Ian O’Carroll does not remember much about his 21st birthday party. He celebrated it in the National Rehabilitation Hospital in Dún Laoghaire – just four months after suffering a brain haemorrhage which changed his life.
Now 36, Ian from Rathfarnham in Dublin, was a third-year chemical engineering student with a bright future ahead of him when he suffered this devastating blow. “People thought I was going places and so did I,” he says. Academically gifted, he worked hard and was a keen golfer and rugby player.
A former student at St Mary’s College in Rathmines, he won a Leinster Schools Cup Winner’s Medal in fourth year when he was thrilled to play the final in Lansdowne Road. “It was unbelievable. We won it on a replay,” he recalls.
At the time it would hardly have seemed possible that within a few years Ian would not be able to walk or talk. He got the impressive Leaving Certificate he and his family probably expected, and with 550 points for UCD, sailed through the first few years of his course .
He was in bed asleep when he had the brain haemorrhage, just two days before he was due to sit the third-year exam. He has no memory of it. "The next year or two didn't happen for me," he says.
Transferred
After four months in hospital he was transferred to the National Rehabilitation Hospital. Two things stood out for him there – the "phenomenal" progress the staff helped him achieve, and the state of the building itself . "At that time it was like something out of the Crimean War,"he says. "It' a place that encourages you to get better and not to give up hope, when life can feel at its lowest, so I wished it was more uplifting."
But while he may have felt that his surroundings were bleak, this did not hold him back. “I went into rehab in a wheelchair, unable to do anything for myself and hardly able to say a few words,” he explains. He had also lost the use of his right arm and hand but by the time he left Dún Laoghaire, he could do many things such as dress himself and tie his shoe laces, with just one hand. He was also able to walk a few steps while speech therapy was really successful.
It’s a source of sorrow for Ian that he never got back to college but he no longer needs a wheelchair . He has a job with Allied Irish Banks. He says his family has been his rock – his parents Liam and Mary bought him an apartment. He has an adapted car, a Skoda Fabia, which he bought himself.
He is optimistic about the future. “At last I see myself becoming independent and self-sufficient. I look forward to the future with hope and confidence.”
He enjoys his work and while he does just three hours a day (fatigue is still an issue) he likes his colleagues and the people he meets. "The work can be repetitive, but, I know I am lucky to have it especially at the moment, with the recession the country is in."
Reaching out
Last month, much to the delight of his family and friends, Ian walked the entire 10k Spar Great Ireland Run, raising over €2,250 for Acquired Brain Injury (ABI) Ireland. He says he did the walk to draw attention to the work of this charity and to highlight the Facebook page he set up to reach out to other people in a similar situation.
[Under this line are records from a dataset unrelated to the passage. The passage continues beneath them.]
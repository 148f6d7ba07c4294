//! Runtime type tags for JSON-shaped values.
//!
//! Every `serde_json::Value` maps to exactly one `ValueKind`. Integers
//! (i64/u64) are `Int`; all other numbers are `Float`. Type constraints
//! and error messages are expressed in terms of these tags.

use serde::{Deserialize, Serialize};
use serde_json::Value;
use std::fmt;

/// The runtime type of a value.
#[derive(Debug, Clone, Copy, PartialEq, Eq, Hash, Serialize, Deserialize)]
#[serde(rename_all = "lowercase")]
pub enum ValueKind {
    /// The absent-value marker
    Null,
    /// Boolean
    Bool,
    /// 64-bit integer (signed or unsigned)
    Int,
    /// Floating point number
    Float,
    /// UTF-8 string
    String,
    /// Ordered container
    Array,
    /// Keyed container
    Object,
}

impl ValueKind {
    /// Returns the kind of a value.
    pub fn of(value: &Value) -> Self {
        match value {
            Value::Null => ValueKind::Null,
            Value::Bool(_) => ValueKind::Bool,
            Value::Number(n) => {
                if n.is_i64() || n.is_u64() {
                    ValueKind::Int
                } else {
                    ValueKind::Float
                }
            }
            Value::String(_) => ValueKind::String,
            Value::Array(_) => ValueKind::Array,
            Value::Object(_) => ValueKind::Object,
        }
    }

    /// Returns the tag name used in error messages.
    pub fn name(&self) -> &'static str {
        match self {
            ValueKind::Null => "Null",
            ValueKind::Bool => "Boolean",
            ValueKind::Int => "Integer",
            ValueKind::Float => "Float",
            ValueKind::String => "String",
            ValueKind::Array => "Array",
            ValueKind::Object => "Object",
        }
    }
}

impl fmt::Display for ValueKind {
    fn fmt(&self, f: &mut fmt::Formatter<'_>) -> fmt::Result {
        write!(f, "{}", self.name())
    }
}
“Anyone who has had an ABI can come on and chat and meet people who have had and are having similar experiences, he says. “My social life is not what it used to be. It’s difficult to meet people who see beyond my disabilities. If they knew that I did a skydive in New Zealand a few years ago, they wouldn’t believe it.”
Ian says that people meeting him for the first time sometimes judge him on how he speaks, or don’t see beyond the spasm in his right hand. “My old friends are my best friends as they know the real me.”
He says he sometimes gets stuck for words. “My flow of speech is often interrupted. I can think it but can’t say it and this can be embarrassing,” he explains.
“People can judge me wrongly. It’s true what they say, ‘never judge a book by its cover’.”
It's particularly frustrating when he meets a girl he likes. "Sometimes by the time I get around to saying it, she's gone and again, I'm judged wrongly. It's not exactly good for the morale. It's not the way things were one time".
Confidence boost
One thing he was told when he was leaving hospital was that he would never run a marathon. But training for the Great Ireland Run and doing something to help Acquired Brain Injury Ireland has boosted his confidence.
“It was a massive achievement for me to walk 10k. I go to the gym two or three times a week and do a bit of walking as well. It may not have been a marathon but it sure felt like it to me!”